- **Work item**
Take each line in the entries below that holds "Local" and show it.

- **Records supplied**
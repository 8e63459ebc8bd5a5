use anyhow::{Context, Result};
use sha2::{Digest, Sha256};
use std::fs;
use std::path::Path;

/// SHA-256 of a file's contents, hex-encoded.
///
/// This is the single, canonical implementation; **do not** duplicate
/// this helper in other modules.
pub fn file_hash(path: &Path) -> Result<String> {
    let bytes = fs::read(path).with_context(|| format!("failed to read {}", path.display()))?;
    let mut hasher = Sha256::new();
    hasher.update(&bytes);
    Ok(format!("{:x}", hasher.finalize()))
}

/// Local-time stamp for log file names, e.g. `20260807_153000`.
pub fn timestamp_slug() -> String {
    chrono::Local::now().format("%Y%m%d_%H%M%S").to_string()
}

/// Render a field strength the way the directory taxonomy spells it:
/// `3` -> `3T`, `1.5` -> `1.5T`.
pub fn tesla_dir_name(tesla: f64) -> String {
    format!("{tesla}T")
}
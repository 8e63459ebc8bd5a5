use anyhow::Result;
use std::path::PathBuf;

use crate::commands::{CommandReport, require_known_axes};
use crate::stager::config::load_config;
use crate::stager::mover;
use crate::stager::paths::resolve_paths;

/// Files that do not carry this token in their name are not study data
/// and never leave the processing tree.
const STUDY_TOKEN: &str = "ADNI";

#[derive(Debug, Clone)]
pub struct MoveFinalOptions {
    pub seq: String,
    pub cond: String,
    pub source: Option<PathBuf>,
    pub target: Option<PathBuf>,
    /// Substring the filename must contain, e.g. the segmentation prefix.
    pub pattern: Option<String>,
    pub tesla: Option<f64>,
}

pub fn run(opts: &MoveFinalOptions) -> Result<CommandReport> {
    let paths = resolve_paths();
    let cfg = load_config()?;
    let mut report = CommandReport::new("move-final");
    if !require_known_axes(&mut report, &cfg, &opts.seq, Some(opts.cond.as_str())) {
        return Ok(report);
    }

    let source_root = opts
        .source
        .clone()
        .unwrap_or_else(|| paths.study_root.join("processed"));
    let target_root = opts.target.clone().unwrap_or_else(|| paths.final_dir.clone());
    let pattern = opts
        .pattern
        .clone()
        .unwrap_or_else(|| cfg.preprocessed_prefix.clone());
    let tesla = opts.tesla.unwrap_or(cfg.default_tesla);

    report.detail(format!(
        "seq={} cond={} tesla={tesla} pattern={pattern}",
        opts.seq, opts.cond
    ));
    report.detail(format!(
        "source_root={}",
        source_root.join(&opts.seq).join(&opts.cond).display()
    ));
    report.detail(format!(
        "target_dir={}",
        target_root.join(&opts.seq).join(&opts.cond).display()
    ));

    let outcome = mover::move_final(
        &source_root,
        &target_root,
        &opts.seq,
        &opts.cond,
        &pattern,
        STUDY_TOKEN,
    )?;
    report.count("scanned", outcome.scanned);
    report.count("copied", outcome.copied);
    report.count("deduped", outcome.deduped);

    Ok(report)
}
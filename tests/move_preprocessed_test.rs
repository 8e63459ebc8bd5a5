use std::fs;
use std::path::Path;
use tempfile::tempdir;

const META_HEADER: &str =
    "Image Data ID,Subject,Group,Sex,Age,Visit,Modality,Description,Type,Acq Date,Format";

const MATCHED_SCAN: &str = "wmADNI_002_S_0295_MR_MPRAGE__br_raw_20060418_1_S13408_I13722.nii";

fn write_balanced_meta(root: &Path) {
    let temp_meta = root.join("TempMeta");
    fs::create_dir_all(&temp_meta).expect("mkdir TempMeta");
    fs::write(
        temp_meta.join("Balanced_Meta_T1w_AD.csv"),
        format!(
            "{META_HEADER}\n\
             13722,002_S_0295,AD,M,84,1,MRI,MPRAGE,Original,4/18/2006,DCM\n\
             99999,123_S_4567,AD,F,79,1,MRI,MPRAGE,Original,5/02/2006,DCM\n"
        ),
    )
    .expect("write metadata");
}

#[test]
fn move_preprocessed_copies_matches_and_exports_residuals() {
    let tmp = tempdir().expect("tempdir");
    let root = tmp.path();
    write_balanced_meta(root);

    let old = root.join("preprocessed_old/T1/AD/002_S_0295");
    fs::create_dir_all(&old).expect("mkdir old");
    fs::write(old.join(MATCHED_SCAN), b"volume").expect("write scan");
    fs::write(old.join("wm_no_ids_here.nii"), b"noise").expect("write noise");

    assert_cmd::cargo::cargo_bin_cmd!("stager")
        .current_dir(root)
        .env("STAGER_STUDY_ROOT", root)
        .arg("move-preprocessed")
        .arg("--seq")
        .arg("T1")
        .arg("--cond")
        .arg("AD")
        .assert()
        .success();

    let copied = root.join("preprocessed/T1/AD").join(format!("0-{MATCHED_SCAN}"));
    assert!(copied.is_file());
    assert_eq!(fs::read(&copied).expect("read copy"), b"volume");

    let residual = root.join("TempMeta/To-Be-Preprocessed_T1w_AD.csv");
    let raw = fs::read_to_string(&residual).expect("read residuals");
    assert!(raw.contains("123_S_4567"));
    assert!(!raw.contains("002_S_0295"));
}

#[test]
fn move_preprocessed_is_idempotent_across_reruns() {
    let tmp = tempdir().expect("tempdir");
    let root = tmp.path();
    write_balanced_meta(root);

    let old = root.join("preprocessed_old/T1/AD");
    fs::create_dir_all(&old).expect("mkdir old");
    fs::write(old.join(MATCHED_SCAN), b"volume").expect("write scan");

    for _ in 0..2 {
        assert_cmd::cargo::cargo_bin_cmd!("stager")
            .current_dir(root)
            .env("STAGER_STUDY_ROOT", root)
            .arg("move-preprocessed")
            .arg("--seq")
            .arg("T1")
            .arg("--cond")
            .arg("AD")
            .assert()
            .success();
    }

    let target_dir = root.join("preprocessed/T1/AD");
    let copies = fs::read_dir(&target_dir)
        .expect("read target")
        .filter_map(|entry| entry.ok())
        .filter(|entry| entry.path().is_file())
        .count();
    assert_eq!(copies, 1);
}

#[test]
fn unknown_sequence_is_rejected() {
    let tmp = tempdir().expect("tempdir");
    let root = tmp.path();
    write_balanced_meta(root);

    assert_cmd::cargo::cargo_bin_cmd!("stager")
        .current_dir(root)
        .env("STAGER_STUDY_ROOT", root)
        .arg("move-preprocessed")
        .arg("--seq")
        .arg("T9")
        .arg("--cond")
        .arg("AD")
        .assert()
        .failure()
        .stderr(predicates::str::contains("unknown sequence T9"));
}

#[test]
fn missing_metadata_is_a_cli_error() {
    let tmp = tempdir().expect("tempdir");
    let root = tmp.path();
    fs::create_dir_all(root.join("preprocessed_old/T1/AD")).expect("mkdir old");

    assert_cmd::cargo::cargo_bin_cmd!("stager")
        .current_dir(root)
        .env("STAGER_STUDY_ROOT", root)
        .arg("move-preprocessed")
        .arg("--seq")
        .arg("T1")
        .arg("--cond")
        .arg("AD")
        .assert()
        .failure()
        .stderr(predicates::str::contains("metadata file not found"));
}

#[test]
fn missing_source_directory_is_a_cli_error() {
    let tmp = tempdir().expect("tempdir");
    let root = tmp.path();
    write_balanced_meta(root);

    assert_cmd::cargo::cargo_bin_cmd!("stager")
        .current_dir(root)
        .env("STAGER_STUDY_ROOT", root)
        .arg("move-preprocessed")
        .arg("--seq")
        .arg("T1")
        .arg("--cond")
        .arg("AD")
        .assert()
        .failure()
        .stderr(predicates::str::contains("source directory unavailable"));
}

- **Task output**
/// Local-time stamp for log file names, e.g. `20260807_153000`.
    chrono::Local::now().format("%Y%m%d_%H%M%S").to_string()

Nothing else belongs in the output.